Dernière mise à jour : 19-11-2017

/SBT/LCF

• Energie, thermique, combustion, écoulements

 

Confinement Inertiel dans des Cavités de Grande Taille

SL-DRF-18-0218

Domaine de recherche : Energie, thermique, combustion, écoulements
Laboratoire d'accueil :

Service des Basses Températures (SBT)

Laboratoire Cryogénie Fusion (LCF)

Grenoble

Contact :

Jérome DUPLAT

Date souhaitée pour le début de la thèse : 01-09-2017

Contact :

Jérome DUPLAT

Université Grenoble Alpes - DRF/INAC/SBT/LCF

04 38 78 64 89

Directeur de thèse :

Jérome DUPLAT

Université Grenoble Alpes - DRF/INAC/SBT/LCF

04 38 78 64 89

Dans le cadre de l'utilisation du confinement inertiel pour produire les conditions de la fusion nucléaire, nous proposons d’étudier la dynamique de bulles sphériques de grande taille (centimétriques). On s’intéresse en particulier au cas où une cavité est placée en forte dépression au sein d’un liquide. On observe alors que la bulle s’effondre sur elle même, avec une très grande violence. Pour une cavité non vide, les éléments piégés sont très fortement comprimés. L’interface et l’ensemble du liquide ralentit, et son énergie (cinétique) est transférée au milieu composant la cavité. C’est le principe du confinement inertiel, exploité pour la réalisation des conditions thermodynamiques de la fusion nucléaire (projets Laser Méga Joule, National Ignition Facility), et à l’origine du phénomène de sonoluminescence.

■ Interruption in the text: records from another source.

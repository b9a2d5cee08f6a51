//! tests/common/harness.rs
#![allow(dead_code)]

use pq_reactor::{
    reactor::ManualReactor,
    testing::MockServer,
    Client, ConnectParams, Deferred, Error, Result,
};
use std::{rc::Rc, sync::Once};
use tracing_subscriber::fmt::format::FmtSpan;

/// Initializes tracing for tests, ensuring it's only done once.
pub fn init_tracing() {
    static TRACING_INIT: Once = Once::new();
    TRACING_INIT.call_once(|| {
        let filter = std::env::var("RUST_LOG").unwrap_or_else(|_| "pq_reactor=debug".to_string());
        tracing_subscriber::fmt()
            .with_env_filter(filter)
            .with_span_events(FmtSpan::CLOSE)
            .with_test_writer()
            .init();
    });
}

/// A mock server, a manual reactor and one connected client.
pub struct TestHarness {
    pub reactor: Rc<ManualReactor>,
    pub server: Rc<MockServer>,
    pub client: Client,
}

impl TestHarness {
    pub fn new() -> Self {
        Self::with_params(ConnectParams::new())
    }

    pub fn with_params(params: ConnectParams) -> Self {
        init_tracing();
        let reactor = ManualReactor::new();
        let server = MockServer::new();
        let client = connect(&reactor, &server, params);
        Self {
            reactor,
            server,
            client,
        }
    }

    /// Opens another client against the same server and reactor.
    pub fn another_client(&self, params: ConnectParams) -> Client {
        connect(&self.reactor, &self.server, params)
    }

    pub fn settle<T: Clone + 'static>(&self, deferred: &Deferred<T>) -> Result<T> {
        settle(&self.reactor, deferred)
    }
}

pub fn connect(reactor: &Rc<ManualReactor>, server: &Rc<MockServer>, params: ConnectParams) -> Client {
    let pending = Client::builder(reactor.clone(), server.connector())
        .params(params)
        .connect_async();
    settle(reactor, &pending).expect("mock connect should succeed")
}

/// Turns the reactor until `deferred` settles and returns its outcome.
pub fn settle<T: Clone + 'static>(reactor: &ManualReactor, deferred: &Deferred<T>) -> Result<T> {
    reactor.run_until(|| !deferred.is_pending());
    deferred
        .result()
        .unwrap_or_else(|| Err(Error::custom("deferred never settled")))
}
//! 驱动连接、重置和查询完成的状态机。
//! The state machines that drive connects, resets and queries to completion.
//!
//! Each in-flight operation owns one watcher: a transient object bound to a
//! socket-readiness registration on the host event loop. A watcher reaches
//! exactly one terminal transition (completion, failure or timeout); the first
//! one to fire detaches the watch and cancels the timer, so the others become
//! unreachable.
//!
//! 每个进行中的操作拥有一个监视器：绑定到宿主事件循环上套接字就绪注册的临时对象。
//! 监视器只会经历一次终止转换（完成、失败或超时）；最先触发的一方会解除监视并取消定时器。

pub mod connect;
pub mod query;
pub mod reconnect;
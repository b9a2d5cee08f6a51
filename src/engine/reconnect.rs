//! 自动重连编排器。
//! The auto-reconnect orchestrator.
//!
//! When a query fails on the connection itself, the client may reset the
//! connection, consult the `on_autoreconnect` hook and re-send the original
//! command on the caller's original deferred result. The caller never sees the
//! intermediate failure.
//!
//! 当查询因连接本身失败时，客户端可以重置连接、询问 `on_autoreconnect` 钩子，
//! 并在调用者原来的延迟结果上重新发送原命令。

use super::{connect, query::Retry};
use crate::{
    client::Client,
    deferred::{Deferrable, Deferred},
    driver::{ConnStatus, QueryResult},
    error::Error,
};
use std::{fmt, rc::Rc};
use tracing::{debug, info, warn};

/// What the `on_autoreconnect` hook wants done after a successful reset.
/// `on_autoreconnect` 钩子在成功重置后的决定。
pub enum RecoveryOutcome {
    /// Re-send the original command.
    Proceed,
    /// Do not retry; fail with the error that triggered the reset.
    Veto,
    /// Do not retry; fail with this error instead.
    Fail(Error),
    /// Wait for this to settle. Success re-sends the command, failure fails
    /// the original query with the pending result's error.
    Defer(Box<dyn Deferrable>),
}

impl RecoveryOutcome {
    pub fn defer<T: Clone + 'static>(pending: &Deferred<T>) -> Self {
        RecoveryOutcome::Defer(Box::new(pending.clone()))
    }
}

impl From<bool> for RecoveryOutcome {
    fn from(proceed: bool) -> Self {
        if proceed {
            RecoveryOutcome::Proceed
        } else {
            RecoveryOutcome::Veto
        }
    }
}

impl From<Error> for RecoveryOutcome {
    fn from(err: Error) -> Self {
        RecoveryOutcome::Fail(err)
    }
}

impl fmt::Debug for RecoveryOutcome {
    fn fmt(&self, f: &mut fmt::Formatter<'_>) -> fmt::Result {
        match self {
            RecoveryOutcome::Proceed => f.write_str("Proceed"),
            RecoveryOutcome::Veto => f.write_str("Veto"),
            RecoveryOutcome::Fail(err) => f.debug_tuple("Fail").field(err).finish(),
            RecoveryOutcome::Defer(_) => f.write_str("Defer(..)"),
        }
    }
}

/// Hook consulted after every successful automatic reset, with the client and
/// the error that triggered it.
pub type AutoreconnectHook = Rc<dyn Fn(&Client, &Error) -> RecoveryOutcome>;

/// Handles a connection-level failure of the query behind `deferred`.
///
/// Resets only when auto-reconnect is enabled and the session is actually
/// damaged (aborted, or the driver no longer reports `Ok`). Otherwise the
/// triggering error is surfaced on the next tick.
pub(crate) fn recover(client: &Client, deferred: &Deferred<QueryResult>, error: Error, retry: Retry) {
    let reactor = client.reactor().clone();
    let aborted = client.is_command_aborted();
    let healthy = client.status() == ConnStatus::Ok;

    if !client.autoreconnect() || (!aborted && healthy) {
        debug!(
            %error,
            autoreconnect = client.autoreconnect(),
            aborted,
            healthy,
            "Not eligible for auto-reconnect"
        );
        deferred.fail_next_tick(&*reactor, error);
        return;
    }

    let was_in_transaction = client.last_transaction_status().in_transaction();
    info!(%error, aborted, was_in_transaction, "Connection lost, resetting");

    let reset = connect::reset(client);
    let on_reset = deferred.clone();
    let on_failure = deferred.clone();
    reset.on_success(move |client| {
        after_reset(&client, &on_reset, error, retry, was_in_transaction);
    });
    reset.on_failure(move |err| {
        warn!(%err, "Reset after connection loss failed");
        on_failure.fail(err);
    });
}

fn after_reset(
    client: &Client,
    deferred: &Deferred<QueryResult>,
    error: Error,
    retry: Retry,
    was_in_transaction: bool,
) {
    let reactor = client.reactor().clone();
    let outcome = match client.on_autoreconnect() {
        Some(hook) => hook(client, &error),
        None => RecoveryOutcome::Proceed,
    };
    debug!(?outcome, "Connection reset");

    match outcome {
        RecoveryOutcome::Proceed => resend(client, deferred, error, &retry, was_in_transaction),
        RecoveryOutcome::Veto => deferred.fail_next_tick(&*reactor, error),
        RecoveryOutcome::Fail(err) => deferred.fail_next_tick(&*reactor, err),
        RecoveryOutcome::Defer(pending) => {
            let on_ok = deferred.clone();
            let on_err = deferred.clone();
            let client = client.clone();
            pending.callback(Box::new(move || {
                resend(&client, &on_ok, error, &retry, was_in_transaction);
            }));
            pending.errback(Box::new(move |err| {
                on_err.fail(err);
            }));
        }
    }
}

fn resend(
    client: &Client,
    deferred: &Deferred<QueryResult>,
    error: Error,
    retry: &Retry,
    was_in_transaction: bool,
) {
    let reactor = client.reactor().clone();
    if was_in_transaction {
        // The server rolled the transaction back with the old session.
        info!(%error, "Not re-sending a command from a lost transaction");
        deferred.fail_next_tick(&*reactor, error);
        return;
    }
    debug!("Re-sending command after reset");
    deferred.protect(&*reactor, || retry());
}
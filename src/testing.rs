//! 测试辅助工具模块
//! Test utilities: a scriptable in-memory driver.
//!
//! [`MockServer`] plays the database. Connect and reset progress through a
//! scripted sequence of poll statuses, and every command receives either the
//! next queued [`Response`] or the answer of a handler closure. Counters and a
//! log of sent commands let tests assert what the client actually did.
//!
//! Sockets are fake descriptor numbers by default, which is all
//! [`ManualReactor`](crate::reactor::ManualReactor) needs. With
//! [`MockServer::use_socket_pairs`] every connection gets a real Unix socket
//! pair instead, and the mock writes to the peer end whenever the client
//! should see the socket become readable; that drives the tokio reactor.

use crate::{
    config::ConnectParams,
    driver::{
        Command, ConnStatus, Connector, Driver, DriverError, DriverErrorKind, Param, PollStatus,
        QueryResult, TransactionStatus,
    },
};
use bytes::Bytes;
use std::{
    cell::RefCell,
    collections::VecDeque,
    io::{self, Read, Write},
    net::Shutdown,
    os::{
        fd::{AsRawFd, RawFd},
        unix::net::UnixStream,
    },
    rc::Rc,
};
use tracing::{debug, trace};

const FIRST_FAKE_FD: RawFd = 1000;

/// How the mock server answers one command.
#[derive(Debug, Clone)]
pub enum Response {
    Rows(QueryResult),
    Error(DriverError),
    /// The server goes away while the command is in flight.
    DropConnection,
    /// The command never completes.
    Hang,
}

impl Response {
    /// A successful result with a single text column.
    pub fn rows<S: AsRef<str>>(column: &str, values: &[S]) -> Self {
        Response::Rows(QueryResult {
            columns: vec![column.to_string()],
            rows: values
                .iter()
                .map(|v| vec![Some(Bytes::copy_from_slice(v.as_ref().as_bytes()))])
                .collect(),
            command_tag: format!("SELECT {}", values.len()),
        })
    }

    /// A successful result carrying only a completion tag.
    pub fn tag(tag: impl Into<String>) -> Self {
        Response::Rows(QueryResult {
            command_tag: tag.into(),
            ..QueryResult::default()
        })
    }
}

type Handler = Rc<dyn Fn(&Command) -> Response>;

struct ServerState {
    next_fd: RawFd,
    next_session: u64,
    killed_below: u64,
    socket_pairs: bool,
    connect_script: Vec<PollStatus>,
    reset_script: Vec<PollStatus>,
    fail_connect_start: Option<DriverError>,
    fail_reset_start: Option<DriverError>,
    responses: VecDeque<Response>,
    handler: Option<Handler>,
    busy_rounds: usize,
    sent: Vec<Command>,
    connects: usize,
    resets: usize,
    closed_sockets: usize,
}

/// A scriptable stand-in for a database server.
/// 可编排脚本的数据库服务器替身。
pub struct MockServer {
    state: RefCell<ServerState>,
}
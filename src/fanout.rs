//! 将一个大查询拆分到多个连接上并发执行。
//! Splits one large read across several connections.
//!
//! Each client fetches one contiguous slice of the result, all slices are in
//! flight at once, and the rows are merged back in slice order. The outcome
//! matches a single sequential query over the same range.
//!
//! 每个客户端获取结果中连续的一段，所有分段同时进行，行按分段顺序合并。

use crate::{
    client::Client,
    deferred::Deferred,
    driver::{Command, Row},
    error::Error,
};
use tracing::debug;

/// Fetches rows `0..total` using one slice per client.
///
/// `query(offset, limit)` builds the command for one slice. The first failing
/// slice fails the whole result.
pub fn fetch_in_slices<F>(clients: &[Client], total: usize, query: F) -> Deferred<Vec<Row>>
where
    F: Fn(usize, usize) -> Command,
{
    if clients.is_empty() {
        return Deferred::settled(Err(Error::Config(
            "fan-out needs at least one client".to_string(),
        )));
    }

    let chunk = total.div_ceil(clients.len()).max(1);
    let mut slices = Vec::with_capacity(clients.len());
    for (index, client) in clients.iter().enumerate() {
        let offset = index * chunk;
        if offset >= total {
            break;
        }
        let limit = chunk.min(total - offset);
        debug!(slice = index, offset, limit, "Dispatching slice");
        slices.push(client.execute(query(offset, limit)).map(|result| result.rows));
    }

    Deferred::join_all(slices).map(|slices| slices.into_iter().flatten().collect())
}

Nous proposons de réaliser des expériences similaires, à grande échelle spatiale (quelques centimètres) et grande échelle temporelle (de l’ordre de la milliseconde), ce qui autorise une observation détaillée (notamment par imagerie rapide) des phénomènes hydrodynamiques intervenant dans le processus.



Grâce à l'application d'un champ magnétique, il est possible de compenser l'effet des forces de gravité dans l'oxygène liquide. Il est donc possible de créer une bulle au sein de ce liquide, qui soit sphérique et de grande taille initialement.



Le travail de thèse consistera d'une part à mener l'ensemble des investigations expérimentales et d'autre part à proposer des modèles afin de décrire le comportement hydrodynamique de la bulle (sous certaines conditions on observe le développement d'instabilités de l'interface) mais aussi l'état thermodynamique atteint : des expériences préliminaires indiquent que les gaz piégés dans la bulle atteignent des températures de plusieurs dizaine de milliers de Kelvin, ce qui provoque leur illumination spontanée.

Dans des conditions expérimentales mieux maitrisées, on espère dépasser largement ce 'record'.